In a Monday phone call, White House officials cited the Great Barrington Declaration, which argues that the government should push for herd immunity with more infections among the healthy population, according to two senior administration officials.
Supporters of the declaration use it to argue against lockdowns and more reopenings during the pandemic.
“Current lockdown policies are producing devastating effects on short and long-term public health,” the declaration states.
“The most compassionate approach that balances the risks and benefits of reaching herd immunity, is to allow those who are at minimal risk of death to live their lives normally to build up immunity to the virus through natural infection, while better protecting those who are at highest risk.”
The declaration has been signed by 445,902 concerned citizens, 9,510 medical and public health scientists and 25,049 medical practitioners, according to its website. But Sky News found last week that dozens of fake names had signed the document, including Dr. I.P. Freely, Dr. Person Fakename and Dr. Johnny Bananas.
Another signatory called himself Dr. Harold Shipman, a general practitioner in the United Kingdom. In 1998, a man named Harold Shipman was arrested after killing more than 200 of his patients.
The declaration was also signed by at least 18 self-declared homeopaths who signed as medical practitioners and 100 therapists, including massage therapists, hypnotherapists and psychotherapists.
Several health experts expressed concerns that the declaration is misrepresenting the size of the medical community’s support for the herd immunity approach, according to Sky News.
Experts predict that 85 to 90 percent of the U.S. population has not developed coronavirus antibodies to fight the virus, countering the argument that the U.S. has reached or is close to reaching herd immunity, according to the Times.
In the past, herd immunity has been achieved with a vaccine, but the Great Barrington Declaration advocates using infections among young, healthy people, instead of elderly or vulnerable people, to reach immunity.

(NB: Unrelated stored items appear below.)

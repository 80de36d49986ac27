//! User profile entities
//!
//! Profiles are created lazily on first write and mutated only through
//! field-scoped partial updates (see `ProfileStore`), so concurrent writers
//! for the same user commute instead of clobbering each other.

use std::collections::HashMap;

use chrono::{DateTime, Utc};
use serde::{Deserialize, Serialize};

use crate::{Language, RecordSource};

/// Yes/no usefulness feedback on a referral
#[derive(Debug, Clone, Copy, PartialEq, Eq, Serialize, Deserialize)]
#[serde(rename_all = "lowercase")]
pub enum Feedback {
    Yes,
    No,
}

impl Feedback {
    /// Parse from the request wire form
    pub fn from_str_loose(s: &str) -> Option<Self> {
        match s.trim().to_lowercase().as_str() {
            "yes" => Some(Self::Yes),
            "no" => Some(Self::No),
            _ => None,
        }
    }
}

/// One referral attached to a user's history
#[derive(Debug, Clone, PartialEq, Serialize, Deserialize)]
pub struct ReferralEntry {
    pub organization: String,
    pub address: String,
    pub postal_code: String,
    pub service_category: String,
    pub state: String,
    pub timestamp: DateTime<Utc>,
    /// Attached later via feedback collection, only on an existing entry
    #[serde(default, skip_serializing_if = "Option::is_none")]
    pub feedback: Option<Feedback>,
    #[serde(default, skip_serializing_if = "Option::is_none")]
    pub feedback_timestamp: Option<DateTime<Utc>>,
}

/// One logged query with its response
#[derive(Debug, Clone, PartialEq, Serialize, Deserialize)]
pub struct QueryLogEntry {
    /// Query text as the user typed it, in its original language
    pub query: String,
    /// English form used for extraction, search and caching
    pub english_query: String,
    pub timestamp: DateTime<Utc>,
    pub source: RecordSource,
    #[serde(default)]
    pub postal_code: Option<String>,
    pub language: Language,
    /// Serialized English response envelope
    pub response: String,
}

/// Persistent per-user entity keyed by `user_id`
#[derive(Debug, Clone, Default, PartialEq, Serialize, Deserialize)]
pub struct UserProfile {
    pub user_id: String,
    #[serde(default)]
    pub postal_code: Option<String>,
    #[serde(default)]
    pub phone: Option<String>,
    #[serde(default)]
    pub email: Option<String>,
    /// Sticky preference, defaults to English
    #[serde(default)]
    pub language: Language,
    #[serde(default)]
    pub referrals: HashMap<String, ReferralEntry>,
    #[serde(default)]
    pub queries: HashMap<String, QueryLogEntry>,
}

impl UserProfile {
    pub fn new(user_id: impl Into<String>) -> Self {
        Self {
            user_id: user_id.into(),
            ..Default::default()
        }
    }
}

/// Optional profile attributes carried on a request
#[derive(Debug, Clone, Default, PartialEq, Serialize, Deserialize)]
pub struct ProfileAttributes {
    #[serde(default)]
    pub postal_code: Option<String>,
    #[serde(default)]
    pub phone: Option<String>,
    #[serde(default)]
    pub email: Option<String>,
}

impl ProfileAttributes {
    pub fn is_empty(&self) -> bool {
        self.postal_code.is_none() && self.phone.is_none() && self.email.is_none()
    }
}

#[cfg(test)]
mod tests {
    use super::*;

    #[test]
    fn test_feedback_parse() {
        assert_eq!(Feedback::from_str_loose("Yes"), Some(Feedback::Yes));
        assert_eq!(Feedback::from_str_loose(" no "), Some(Feedback::No));
        assert_eq!(Feedback::from_str_loose("maybe"), None);
    }

    #[test]
    fn test_profile_defaults() {
        let profile = UserProfile::new("u1");
        assert_eq!(profile.language, Language::English);
        assert!(profile.referrals.is_empty());
        assert!(profile.queries.is_empty());
    }

    #[test]
    fn test_attributes_is_empty() {
        assert!(ProfileAttributes::default().is_empty());
        let attrs = ProfileAttributes {
            phone: Some("555-123-4567".to_string()),
            ..Default::default()
        };
        assert!(!attrs.is_empty());
    }
}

The White House did not immediately return a request for comment.
The Great Barrington Declaration was created after a meeting hosted by the American Institute for Economic Research and led by professor Martin Kulldorff, professor Jay Bhattacharya and professor Sunetra Gupta.
Bhattacharya, a professor of medicine at Stanford University, told Sky News that the declaration's creators don’t have the resources “to audit each signature.”

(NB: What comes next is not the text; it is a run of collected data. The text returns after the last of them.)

//! Referral and query history
//!
//! History is best-effort: a storage failure is logged and swallowed, never
//! surfaced, and never rolls back the response the user already got.

use std::sync::Arc;

use chrono::Utc;
use referral_agent_core::{
    record::detail, Language, ProfileStore, QueryLogEntry, RecordSource, ReferralEntry,
    ResponseEnvelope, ServiceRecord,
};
use uuid::Uuid;

pub struct ReferralHistoryWriter {
    store: Arc<dyn ProfileStore>,
}

impl ReferralHistoryWriter {
    pub fn new(store: Arc<dyn ProfileStore>) -> Self {
        Self { store }
    }

    /// Record one batch of referrals against the user's profile
    ///
    /// Each record lands under its own `referral_id` key, so re-running the
    /// same batch overwrites rather than duplicates.
    pub async fn record(&self, user_id: &str, records: &[ServiceRecord]) {
        for record in records {
            let Some(referral_id) = record.referral_id() else {
                tracing::warn!(agency = %record.agency, "Service record without referral_id, skipping history");
                continue;
            };

            let entry = ReferralEntry {
                organization: record.agency.clone(),
                address: record.detail_str(detail::ADDRESS).unwrap_or_default().to_string(),
                postal_code: record
                    .detail_str(detail::POSTAL_CODE)
                    .unwrap_or_default()
                    .to_string(),
                service_category: record
                    .detail_str(detail::SERVICE_CATEGORY)
                    .unwrap_or_default()
                    .to_string(),
                state: record.detail_str(detail::STATE).unwrap_or_default().to_string(),
                timestamp: Utc::now(),
                feedback: None,
                feedback_timestamp: None,
            };

            if let Err(e) = self.store.put_referral(user_id, referral_id, entry).await {
                tracing::error!(error = %e, user_id, referral_id, "Failed to record referral");
            }
        }
    }

    /// Record the query/response pair in the user's history
    ///
    /// Both the English form and the original text are stored; the response
    /// is always the English canonical envelope regardless of the requested
    /// language.
    #[allow(clippy::too_many_arguments)]
    pub async fn record_query(
        &self,
        user_id: &str,
        english_query: &str,
        original_query: &str,
        envelope: &ResponseEnvelope,
        postal_code: Option<&str>,
        language: Language,
        source: RecordSource,
    ) {
        let response = match serde_json::to_string(envelope) {
            Ok(response) => response,
            Err(e) => {
                tracing::error!(error = %e, "Failed to serialize envelope for history");
                return;
            }
        };

        let entry = QueryLogEntry {
            query: original_query.to_string(),
            english_query: english_query.to_string(),
            timestamp: Utc::now(),
            source,
            postal_code: postal_code.map(|p| p.to_string()),
            language,
            response,
        };

        let query_id = Uuid::new_v4().to_string();
        if let Err(e) = self.store.put_query(user_id, &query_id, entry).await {
            tracing::error!(error = %e, user_id, "Failed to record query history");
        }
    }
}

“It is unfortunate that some people have abused our trust by adding false names, but I suppose it is inevitable,” he said.
"Still — given the volume of correspondence I have received from medical and public health professionals, as well as scientists and epidemiologists, it is clear that a very large number of experts resonate with the message of the declaration and its call for a focused protection policy,” he added.
World Health Organization Director-General Tedros Adhanom Ghebreyesus called the herd immunity approach on Monday “simply unethical,” saying it “is achieved by protecting people from a virus, not by exposing them to it.”